Ha, please. Temperatures in the Rub' al Khali (Empty Quarter/desert) in the Arabian Peninsula have probably easily topped these records in the past few summers, if there were ever accurate official numbers published. I am an expat in the U.A.E. right now. Officially, the government does not broadcast temperatures over about 48 degrees C ever, even for its major cities which are cooler, since there would be justified calls for public holidays due to health concerns. My own personal thermometers as well as friends and colleagues have recorded temperatures well over 50 C several days in succession during afternoons even in coastal area where I live which are cooler than the inland desert areas. However - could my fellow slashdot users kindly advise me on the best methodology to be used so I can make my temperature measurements more 'official'. I'd like to take desert and coastal temperature measurements next summer and post these online along with my methodology and pictures of the measurement set up and display itself as well as proof of the time and location. Thanks !
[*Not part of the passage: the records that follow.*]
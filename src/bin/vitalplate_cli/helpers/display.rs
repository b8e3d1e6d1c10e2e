// ABOUTME: Output formatting helpers for vitalplate-cli
// ABOUTME: Writes results to stdout as pretty-printed JSON
//
// SPDX-License-Identifier: MIT OR Apache-2.0
// Copyright (c) 2025 Vitalplate

use std::io::{self, Write};

use anyhow::Result;
use serde::Serialize;

/// Print `value` as pretty JSON followed by a newline
pub fn print_json<T: Serialize>(value: &T) -> Result<()> {
    let mut stdout = io::stdout().lock();
    serde_json::to_writer_pretty(&mut stdout, value)?;
    writeln!(stdout)?;
    Ok(())
}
Remember what it's like when you open an oven to take out cooked food.? That blast of air is what Death Valley feels like in midsummer. Automobiles don't like it there, by the way.
"The committee deemed it plausible that inaccurate determination of which end of the recording pin (choosing the higher end rather than the correct lower end) to use for temperature evaluation created substantial error in measurement as well as other potential additional reading errors (e.g., slippage of the scale). Our committee consensus is that a total error of approximately 7C in reading a Bellani-Six thermometer by an inexperienced observer is probable." Sounds good but perfectly stupid argument as it gives a starting difference of 2*7C between maximum and minimum after resetting the thermometer. Any sober observer knows witch side of the recording pin must be measured.
... then just look here:
http://wattsupwiththat.com/2012/09/13/dr-jeff-masters-shows-why-siting-matters-death-valley-steals-all-time-temperature-record-from-libya/
Seems to me it gets that hot in Kuwait or Saudi every other year.
"This sense of America, in modern usage, is used almost exclusively to refer to the United States of America" Thank you for referencing a wiki page that backs up my statement regarding CONSISTENT usage of the term America.